The Log Used Space panel does the same, with log files.
Active Temp Tables shows the number of temporary tables in tempdb. This is not only the number of temporary tables created explicitly from the
applications (table names with the # or ## prefix), but also worktables, spills, spools and other temporary objects used by SQL Server during
the execution of queries.
The Version Store Size panel shows the size of the Version Store inside tempdb. The Version Store holds data for implementing optimistic locking
by taking transaction-consistent snapshots of the data on the tables instead of imposing locks. If you see the size of Version Store going up
continuously, you may have one or more open transactions that are not being committed or rolled back: in that case, look for long standing
sessions with transaction count greater than one.
Database & Log Size
Database Volume I/O
Queries
2.1 - Query Detail
Detailed information about a specific SQL query
The Query Detail dashboard displays details for a single SQL query.
The top panel shows the query text as QMonitor captured it. Queries generated by
ORMs or written on a single line can be hard to read. Click “Format” to apply
readable SQL formatting.
Click “Copy to Clipboard” to copy the query for running or analysis in external
tools (such as SSMS). Use “Download” to save the query as a .sql file.
The table below lists all executions of this query within the selected time range.

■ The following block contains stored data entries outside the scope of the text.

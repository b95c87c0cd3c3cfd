use serde::{Deserialize, Serialize};
use std::path::{Path, PathBuf};

/// Which parts of the filesystem `file:` requests may read.
#[derive(Debug, Clone, Default, Deserialize, Serialize, PartialEq, Eq)]
pub struct FileAccessConfig {
    #[serde(default)]
    pub allowed_roots: Vec<PathBuf>,
}

impl FileAccessConfig {
    pub fn allows(&self, path: &Path) -> bool {
        self.allowed_roots.iter().any(|root| path.starts_with(root))
    }
}
use super::{AddressSorter, DnsTransactionFactory};
use netstack_domain::{DnsConfig, DomainError};
use std::sync::Arc;

/// Owner of the current DNS session.
///
/// `set_config` replaces the session and factory; getters report `None`
/// whenever no valid configuration is active.
pub trait DnsClient: Send + Sync {
    fn set_config(&mut self, config: DnsConfig) -> Result<(), DomainError>;

    fn config(&self) -> Option<&DnsConfig>;

    fn transaction_factory(&self) -> Option<Arc<dyn DnsTransactionFactory>>;

    fn address_sorter(&self) -> Arc<dyn AddressSorter>;
}
use netstack_application::ports::NetworkDelegate;
use netstack_domain::{FileAccessConfig, UrlRequest};
use std::path::Path;
use tracing::debug;

/// Grants access to files below the configured roots only.
#[derive(Debug, Clone, Default)]
pub struct PathPrefixNetworkDelegate {
    config: FileAccessConfig,
}

impl PathPrefixNetworkDelegate {
    pub fn new(config: FileAccessConfig) -> Self {
        Self { config }
    }
}

impl NetworkDelegate for PathPrefixNetworkDelegate {
    fn can_access_file(&self, request: &UrlRequest, path: &Path) -> bool {
        let allowed = self.config.allows(path);
        if !allowed {
            debug!(url = %request, path = %path.display(), "File access denied");
        }
        allowed
    }
}
use serde::{Deserialize, Serialize};
use std::net::SocketAddr;

use super::dns::DnsConfig;
use super::errors::ConfigError;
use super::files::FileAccessConfig;
use super::logging::LoggingConfig;

const LOCAL_CONFIG_PATH: &str = "netstack.toml";
const SYSTEM_CONFIG_PATH: &str = "/etc/netstack/config.toml";

/// Main configuration structure for netstack
#[derive(Debug, Clone, Deserialize, Serialize, Default, PartialEq, Eq)]
pub struct Config {
    /// Stub resolver configuration
    #[serde(default)]
    pub dns: DnsConfig,

    /// Logging configuration
    #[serde(default)]
    pub logging: LoggingConfig,

    /// `file:` access policy
    #[serde(default)]
    pub files: FileAccessConfig,
}

impl Config {
    /// Load configuration from file or use defaults
    ///
    /// Priority order:
    /// 1. Explicitly provided path
    /// 2. netstack.toml in current directory
    /// 3. /etc/netstack/config.toml
    /// 4. Default configuration
    pub fn load(path: Option<&str>, cli_overrides: CliOverrides) -> Result<Self, ConfigError> {
        let mut config = if let Some(path) = path {
            Self::from_file(path)?
        } else if std::path::Path::new(LOCAL_CONFIG_PATH).exists() {
            Self::from_file(LOCAL_CONFIG_PATH)?
        } else if std::path::Path::new(SYSTEM_CONFIG_PATH).exists() {
            Self::from_file(SYSTEM_CONFIG_PATH)?
        } else {
            Self::default()
        };

        config.apply_cli_overrides(cli_overrides);
        Ok(config)
    }

    pub fn from_toml(contents: &str) -> Result<Self, ConfigError> {
        toml::from_str(contents).map_err(|e| ConfigError::Parse(e.to_string()))
    }

    fn from_file(path: &str) -> Result<Self, ConfigError> {
        let contents = std::fs::read_to_string(path)
            .map_err(|e| ConfigError::FileRead(path.to_string(), e.to_string()))?;
        Self::from_toml(&contents)
    }

    fn apply_cli_overrides(&mut self, overrides: CliOverrides) {
        if !overrides.nameservers.is_empty() {
            self.dns.nameservers = overrides.nameservers;
        }
        if let Some(timeout_ms) = overrides.timeout_ms {
            self.dns.timeout_ms = timeout_ms;
            self.dns.max_timeout_ms = self.dns.max_timeout_ms.max(timeout_ms);
        }
        if let Some(attempts) = overrides.attempts {
            self.dns.attempts = attempts;
        }
        if let Some(level) = overrides.log_level {
            self.logging.level = level;
        }
    }

    /// Validate configuration
    pub fn validate(&self) -> Result<(), ConfigError> {
        self.dns
            .validate()
            .map_err(|e| ConfigError::Validation(e.to_string()))?;

        if let Some(root) = self.files.allowed_roots.iter().find(|r| !r.is_absolute()) {
            return Err(ConfigError::Validation(format!(
                "file root '{}' must be absolute",
                root.display()
            )));
        }

        Ok(())
    }
}

/// Command-line overrides for configuration
#[derive(Debug, Default)]
pub struct CliOverrides {
    pub nameservers: Vec<SocketAddr>,
    pub timeout_ms: Option<u64>,
    pub attempts: Option<u8>,
    pub log_level: Option<String>,
}
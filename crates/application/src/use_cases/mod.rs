pub mod dns;
pub mod url_request;

// Re-export use cases
pub use dns::{AddressFamily, HostResolution, ResolveHostUseCase};
pub use url_request::{FetchResult, FetchUrlUseCase};
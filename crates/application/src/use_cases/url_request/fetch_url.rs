use crate::ports::{JobKind, JobOutcome, NetworkDelegate, UrlRequestJobFactory};
use netstack_domain::{NetError, UrlRequest};
use std::sync::Arc;
use tracing::{debug, warn};

const MAX_REDIRECTS: usize = 4;

#[derive(Debug, Clone, PartialEq, Eq)]
pub struct FetchResult {
    /// The URL that finally produced the outcome, after redirects.
    pub final_request: UrlRequest,
    pub job_kind: JobKind,
    pub outcome: JobOutcome,
}

/// Dispatches a request, runs the job and follows job-issued redirects.
pub struct FetchUrlUseCase {
    jobs: Arc<dyn UrlRequestJobFactory>,
    network_delegate: Option<Arc<dyn NetworkDelegate>>,
}

impl FetchUrlUseCase {
    pub fn new(
        jobs: Arc<dyn UrlRequestJobFactory>,
        network_delegate: Option<Arc<dyn NetworkDelegate>>,
    ) -> Self {
        Self {
            jobs,
            network_delegate,
        }
    }

    pub async fn execute(&self, url: &str) -> Result<FetchResult, NetError> {
        let mut request = UrlRequest::parse(url)?;

        for _ in 0..=MAX_REDIRECTS {
            let mut job = self
                .jobs
                .create_job(&request, self.network_delegate.as_deref());
            let job_kind = job.kind();

            match job.start().await {
                Ok(JobOutcome::Redirect(next)) => {
                    debug!(from = %request, to = %next, "Following job redirect");
                    request = next;
                }
                Ok(outcome) => {
                    return Ok(FetchResult {
                        final_request: request,
                        job_kind,
                        outcome,
                    });
                }
                Err(e) => {
                    warn!(url = %request, error = %e, code = e.code(), "Request failed");
                    return Err(e);
                }
            }
        }

        warn!(url = %request, "Too many redirects");
        Err(NetError::Failed)
    }
}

QMonitor captures a sample every 15 seconds: long-running queries will produce
multiple samples, and queries running at the instant of capture will produce a
sample as well.
Samples alone may not fully reflect a query’s resource usage or execution time.
For a complete impact analysis, rely on the Query Stats data:
Query Stats.
3 - SQL Server Events
Events analysis
The Events dashboard shows the number of events that occurred on the SQL
Server instance during the selected time range.

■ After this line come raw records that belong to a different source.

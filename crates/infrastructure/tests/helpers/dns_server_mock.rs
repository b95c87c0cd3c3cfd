#![allow(dead_code)]
use std::net::{Ipv4Addr, SocketAddr};
use std::sync::{Arc, Mutex};
use tokio::io::{AsyncReadExt, AsyncWriteExt};
use tokio::net::{TcpListener, UdpSocket};
use tokio::sync::oneshot;

const RCODE_NOERROR: u8 = 0;
const RCODE_SERVFAIL: u8 = 2;
const RCODE_NXDOMAIN: u8 = 3;

/// How the mock server reacts to each query.
#[derive(Debug, Clone)]
pub enum MockBehavior {
    Answer(Ipv4Addr),
    /// Answers only this name; NXDOMAIN for everything else.
    AnswerName(String, Ipv4Addr),
    /// Sends a reply with a corrupted ID, then the real one.
    WrongIdThenAnswer { decoy: Ipv4Addr, answer: Ipv4Addr },
    Silent,
    NxDomain,
    ServFail,
    /// Sets TC over UDP; the full answer is served over TCP on the same port.
    Truncated(Ipv4Addr),
}

pub struct MockDnsServer {
    addr: SocketAddr,
    qnames: Arc<Mutex<Vec<String>>>,
    shutdown_tx: Option<oneshot::Sender<()>>,
}

impl MockDnsServer {
    pub async fn start(behavior: MockBehavior) -> Result<Self, std::io::Error> {
        let socket = UdpSocket::bind("127.0.0.1:0").await?;
        let addr = socket.local_addr()?;
        let tcp = match behavior {
            MockBehavior::Truncated(_) => Some(TcpListener::bind(addr).await?),
            _ => None,
        };

        let qnames = Arc::new(Mutex::new(Vec::new()));
        let (shutdown_tx, mut shutdown_rx) = oneshot::channel();

        if let (Some(listener), MockBehavior::Truncated(ip)) = (tcp, behavior.clone()) {
            tokio::spawn(serve_tcp(listener, ip));
        }

        let seen = Arc::clone(&qnames);
        tokio::spawn(async move {
            let mut buf = vec![0u8; 512];

            loop {
                tokio::select! {
                    _ = &mut shutdown_rx => {
                        break;
                    }
                    result = socket.recv_from(&mut buf) => {
                        if let Ok((len, peer)) = result {
                            let query = &buf[..len];
                            let qname = parse_qname(query);
                            seen.lock().unwrap().push(qname.clone());
                            for response in Self::respond(&behavior, query, &qname) {
                                let _ = socket.send_to(&response, peer).await;
                            }
                        }
                    }
                }
            }
        });

        Ok(Self {
            addr,
            qnames,
            shutdown_tx: Some(shutdown_tx),
        })
    }

    pub fn addr(&self) -> SocketAddr {
        self.addr
    }

    /// Names queried so far, in arrival order.
    pub fn qnames(&self) -> Vec<String> {
        self.qnames.lock().unwrap().clone()
    }

    fn respond(behavior: &MockBehavior, query: &[u8], qname: &str) -> Vec<Vec<u8>> {
        match behavior {
            MockBehavior::Answer(ip) => {
                vec![build_response(query, RCODE_NOERROR, false, Some(*ip))]
            }
            MockBehavior::AnswerName(name, ip) if name == qname => {
                vec![build_response(query, RCODE_NOERROR, false, Some(*ip))]
            }
            MockBehavior::AnswerName(_, _) | MockBehavior::NxDomain => {
                vec![build_response(query, RCODE_NXDOMAIN, false, None)]
            }
            MockBehavior::WrongIdThenAnswer { decoy, answer } => {
                let mut wrong = build_response(query, RCODE_NOERROR, false, Some(*decoy));
                wrong[0] ^= 0xFF;
                wrong[1] ^= 0xFF;
                vec![
                    wrong,
                    build_response(query, RCODE_NOERROR, false, Some(*answer)),
                ]
            }
            MockBehavior::Silent => vec![],
            MockBehavior::ServFail => vec![build_response(query, RCODE_SERVFAIL, false, None)],
            MockBehavior::Truncated(_) => vec![build_response(query, RCODE_NOERROR, true, None)],
        }
    }

    pub fn shutdown(mut self) {
        if let Some(tx) = self.shutdown_tx.take() {
            let _ = tx.send(());
        }
    }
}

impl Drop for MockDnsServer {
    fn drop(&mut self) {
        if let Some(tx) = self.shutdown_tx.take() {
            let _ = tx.send(());
        }
    }
}

async fn serve_tcp(listener: TcpListener, ip: Ipv4Addr) {
    while let Ok((mut stream, _)) = listener.accept().await {
        tokio::spawn(async move {
            let mut len = [0u8; 2];
            if stream.read_exact(&mut len).await.is_err() {
                return;
            }
            let mut query = vec![0u8; u16::from_be_bytes(len) as usize];
            if stream.read_exact(&mut query).await.is_err() {
                return;
            }
            let response = build_response(&query, RCODE_NOERROR, false, Some(ip));
            let _ = stream
                .write_all(&(response.len() as u16).to_be_bytes())
                .await;
            let _ = stream.write_all(&response).await;
        });
    }
}

/// Lower-cased question name of a query, without the trailing dot.
pub fn parse_qname(query: &[u8]) -> String {
    let mut labels = Vec::new();
    let mut pos = 12;
    while let Some(&len) = query.get(pos) {
        if len == 0 {
            break;
        }
        let start = pos + 1;
        let end = start + len as usize;
        let Some(label) = query.get(start..end) else {
            break;
        };
        labels.push(String::from_utf8_lossy(label).to_ascii_lowercase());
        pos = end;
    }
    labels.join(".")
}

/// Reply echoing the query's ID and question, optionally with one A record.
pub fn build_response(
    query: &[u8],
    rcode: u8,
    truncated: bool,
    answer: Option<Ipv4Addr>,
) -> Vec<u8> {
    if query.len() < 12 {
        return vec![];
    }

    let mut response = Vec::with_capacity(512);
    response.extend_from_slice(&query[0..2]);
    response.push(if truncated { 0x83 } else { 0x81 });
    response.push(0x80 | rcode);
    response.extend_from_slice(&[0x00, 0x01]);
    response.extend_from_slice(&[0x00, u8::from(answer.is_some())]);
    response.extend_from_slice(&[0x00, 0x00, 0x00, 0x00]);
    response.extend_from_slice(&query[12..]);

    if let Some(ip) = answer {
        response.extend_from_slice(&[
            0xc0, 0x0c, // pointer to question name
            0x00, 0x01, // A
            0x00, 0x01, // IN
            0x00, 0x00, 0x00, 0x3c, // TTL 60
            0x00, 0x04,
        ]);
        response.extend_from_slice(&ip.octets());
    }

    response
}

The top chart breaks events down by type:
- Errors
- Deadlocks
- Blocking
- Timeouts
Expand a row to view a chart for that event type by database and a list of
individual events. Click a row’s hyperlink to open a detailed dashboard for
that event type, where you can inspect the event details.
3.1 - Errors
Details about errors occurring on the instance
Expand the “Errors” row to see a chart that shows the number of errors per database over time.
Below the chart, a table lists individual error events with these columns: timestamp,
database name, application name, host name, username, severity, error number, and error message.
Only errors with severity >= 16 are included. Error number 17830 is excluded because it
can occur very frequently.
Use the filter controls in the column headers to filter the table. Click a column header to
sort by that column: each click cycles through ascending, descending, and no sort.
Click the link in the Event Sequence column to open the error details dashboard.
It shows the full error message and, when available, the SQL statement that caused the error.
The SQL text may be unavailable for some error types.
3.2 - Deadlocks
Information on deadlocks
Expand the “Deadlocks” row to view a chart that shows the number of deadlocks
for each database.
SQL Server detects a deadlock when two or more sessions block each other so none
can proceed. To resolve the conflict, SQL Server selects a victim and terminates
that session’s statement. QMonitor captures deadlock events and stores the deadlock
graph (XML) for analysis.
Under the chart is a list of deadlock events with columns for time, sequence,
database, and user name. Use the column filters and sort controls to filter and
sort the table.
Click a row to open the Deadlock detail dashboard.
The Deadlock XML panel displays the deadlock graph in XML format. That
graph contains nodes for processes, resources, execution stacks and inputbuf; documenting
every node is beyond the scope of this documentation.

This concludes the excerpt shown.